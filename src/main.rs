//! Weave CLI entry point

use clap::{Parser, Subcommand, ValueEnum};
use std::path::PathBuf;
use tracing_subscriber::{layer::SubscriberExt, util::SubscriberInitExt};

mod commands;

#[derive(Parser)]
#[command(name = "weave")]
#[command(about = "Edge-colored graph drawing and single-header merging", long_about = None)]
struct Cli {
    #[command(subcommand)]
    command: Commands,

    /// Enable verbose logging
    #[arg(short, long, global = true)]
    verbose: bool,
}

/// Where the edge list comes from.
#[derive(clap::Args, Debug, Clone)]
pub struct EdgeSource {
    /// Built-in edge list (bridges, bridges-head, empty)
    #[arg(long, default_value = "bridges", conflicts_with = "edges")]
    pub preset: String,

    /// Edge list file (.toml or .json)
    #[arg(long)]
    pub edges: Option<PathBuf>,
}

#[derive(Copy, Clone, Debug, PartialEq, Eq, ValueEnum)]
pub enum Format {
    Svg,
    Dot,
}

#[derive(Subcommand)]
enum Commands {
    /// Draw a graph with normal and highlighted edges
    Draw {
        #[command(flatten)]
        source: EdgeSource,

        /// Output format
        #[arg(short, long, value_enum, default_value = "svg")]
        format: Format,

        /// Output file (defaults to stdout)
        #[arg(short, long)]
        output: Option<PathBuf>,

        /// Fail on edge colors other than normal/highlighted
        #[arg(long)]
        strict_colors: bool,

        /// Ignore the given colors and highlight bridges instead
        #[arg(long)]
        recolor_bridges: bool,
    },
    /// Print the edge list with bridges highlighted
    Bridges {
        #[command(flatten)]
        source: EdgeSource,
    },
    /// Build a single-header file
    Merge {
        /// Merge config file (defaults to weave-merge.toml if present)
        #[arg(short, long)]
        config: Option<PathBuf>,

        /// Preprocessor executable
        #[arg(long)]
        tool: Option<String>,

        /// Macro defined while preprocessing
        #[arg(short = 'D', long)]
        define: Option<String>,

        /// Entry point source file
        #[arg(long)]
        entry: Option<PathBuf>,

        /// Flattened preprocessor output
        #[arg(short, long)]
        output: Option<PathBuf>,

        /// Combined single-header file
        #[arg(long)]
        single_header: Option<PathBuf>,

        /// Library to splice in, as INCLUDE=PATH (repeatable)
        #[arg(long = "lib")]
        libs: Vec<String>,
    },
    /// Show version
    Version,
}

fn main() -> anyhow::Result<()> {
    let cli = Cli::parse();

    // Initialize logging
    let log_level = if cli.verbose { "debug" } else { "info" };
    tracing_subscriber::registry()
        .with(tracing_subscriber::EnvFilter::new(format!(
            "weave={0},weave_graph={0},weave_merge={0}",
            log_level
        )))
        .with(tracing_subscriber::fmt::layer().with_writer(std::io::stderr))
        .init();

    match cli.command {
        Commands::Draw {
            source,
            format,
            output,
            strict_colors,
            recolor_bridges,
        } => commands::draw(
            &source,
            format,
            output,
            commands::DrawOptions {
                strict_colors,
                recolor_bridges,
            },
        ),
        Commands::Bridges { source } => commands::bridges(&source),
        Commands::Merge {
            config,
            tool,
            define,
            entry,
            output,
            single_header,
            libs,
        } => commands::merge(commands::MergeArgs {
            config,
            tool,
            define,
            entry,
            output,
            single_header,
            libs,
        }),
        Commands::Version => {
            println!("weave v{}", env!("CARGO_PKG_VERSION"));
            Ok(())
        }
    }
}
........
About this task ::
Whenever a line of the records above contains the word "ValueEnum", it counts toward the total; give that total alone.

Exercise result ::
2